AIM OF THE TASK: In the entries that follow, the lines from the one with "fn gauss_kronrod<F>(f: &mut" through the one with "let dx = half * x;" are the ones to write out, exactly and with both ends included. Nothing else should appear.

INPUT RECORDS:

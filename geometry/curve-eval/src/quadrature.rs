//! Adaptive Gauss–Kronrod integration.
//!
//! A 15-point Kronrod rule with the embedded 7-point Gauss rule estimates
//! both the integral and its error over an interval. Intervals whose
//! estimates disagree by more than the tolerance are bisected, down to a
//! fixed depth.

use crate::QuadratureParams;
use tracing::trace;

/// Kronrod abscissas on `[-1, 1]`, positive half, descending.
/// Odd indices are the Gauss abscissas.
const XGK: [f64; 8] = [
    0.991_455_371_120_812_639_206_854_697_526_329,
    0.949_107_912_342_758_524_526_189_684_047_851,
    0.864_864_423_359_769_072_789_712_788_640_926,
    0.741_531_185_599_394_439_863_864_773_280_788,
    0.586_087_235_467_691_130_294_144_845_693_013,
    0.405_845_151_377_397_166_906_606_412_076_961,
    0.207_784_955_007_898_467_600_689_403_773_245,
    0.0,
];

/// Kronrod weights matching [`XGK`].
const WGK: [f64; 8] = [
    0.022_935_322_010_529_224_963_732_008_058_970,
    0.063_092_092_629_978_553_290_700_663_189_204,
    0.104_790_010_322_250_183_839_876_322_541_518,
    0.140_653_259_715_525_918_745_189_590_510_238,
    0.169_004_726_639_267_902_826_583_426_598_550,
    0.190_350_578_064_785_409_913_256_402_421_014,
    0.204_432_940_075_298_892_414_161_999_234_649,
    0.209_482_141_084_727_828_012_999_174_891_714,
];

/// Gauss weights for `XGK[1]`, `XGK[3]`, `XGK[5]`, `XGK[7]`.
const WG: [f64; 4] = [
    0.129_484_966_168_869_693_270_611_432_679_082,
    0.279_705_391_489_276_667_901_467_771_423_780,
    0.381_830_050_505_118_944_950_369_775_488_975,
    0.417_959_183_673_469_387_755_102_040_816_327,
];

/// Correction applied to an accepted Kronrod estimate, `(K - G) / 8191`.
const RICHARDSON_DIVISOR: f64 = 8191.0;

/// Adaptive integrator for scalar functions.
///
/// # Example
///
/// ```
/// use curve_eval::Quadrature;
///
/// let quad = Quadrature::default();
/// let area = quad.integrate(|x| x * x, 0.0, 3.0);
/// assert!((area - 9.0).abs() < 1e-9);
///
/// // Reversed bounds give a signed result
/// let back = quad.integrate(|x| x * x, 3.0, 0.0);
/// assert!((back + 9.0).abs() < 1e-9);
/// ```
#[derive(Debug, Clone, Copy, Default, PartialEq)]
pub struct Quadrature {
    params: QuadratureParams,
}

impl Quadrature {
    /// Create an integrator with the given parameters.
    #[must_use]
    pub const fn new(params: QuadratureParams) -> Self {
        Self { params }
    }

    /// The parameters in use.
    #[must_use]
    pub const fn params(&self) -> &QuadratureParams {
        &self.params
    }

    /// Integrate `f` from `lower` to `upper`.
    ///
    /// When `upper < lower` the result is the negated integral over
    /// `[upper, lower]`: the rule's half-width carries the sign, the bounds
    /// are never swapped. Integrands with discontinuous derivatives lose
    /// accuracy silently once the depth limit is reached.
    pub fn integrate<F>(&self, mut f: F, lower: f64, upper: f64) -> f64
    where
        F: FnMut(f64) -> f64,
    {
        if lower == upper {
            return 0.0;
        }
        self.adaptive(&mut f, lower, upper, self.params.max_depth)
    }

    fn adaptive<F>(&self, f: &mut F, a: f64, b: f64, depth: usize) -> f64
    where
        F: FnMut(f64) -> f64,
    {
        let (gauss, kronrod) = gauss_kronrod(f, a, b);
        let error = (kronrod - gauss).abs();

        if error < self.params.tolerance || depth == 0 {
            if depth == 0 && error >= self.params.tolerance {
                trace!(a, b, error, "quadrature depth limit reached");
            }
            return kronrod + (kronrod - gauss) / RICHARDSON_DIVISOR;
        }

        let mid = 0.5 * (a + b);
        self.adaptive(f, a, mid, depth - 1) + self.adaptive(f, mid, b, depth - 1)
    }
}

/// Gauss-7 and Kronrod-15 estimates over `[a, b]`.
fn gauss_kronrod<F>(f: &mut F, a: f64, b: f64) -> (f64, f64)
where
    F: FnMut(f64) -> f64,
{
    let center = 0.5 * (a + b);
    // Negative when integrating backward
    let half = 0.5 * (b - a);

    let fc = f(center);
    let mut gauss = fc * WG[3];
    let mut kronrod = fc * WGK[7];

    for (i, (&x, &w)) in XGK.iter().zip(WGK.iter()).take(7).enumerate() {
        let dx = half * x;
        let pair = f(center - dx) + f(center + dx);
        kronrod += w * pair;
        if i % 2 == 1 {
            gauss += WG[i / 2] * pair;
        }
    }

    (gauss * half, kronrod * half)
}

REPLY:
fn gauss_kronrod<F>(f: &mut F, a: f64, b: f64) -> (f64, f64)
where
    F: FnMut(f64) -> f64,
{
    let center = 0.5 * (a + b);
    // Negative when integrating backward
    let half = 0.5 * (b - a);

    let fc = f(center);
    let mut gauss = fc * WG[3];
    let mut kronrod = fc * WGK[7];

    for (i, (&x, &w)) in XGK.iter().zip(WGK.iter()).take(7).enumerate() {
        let dx = half * x;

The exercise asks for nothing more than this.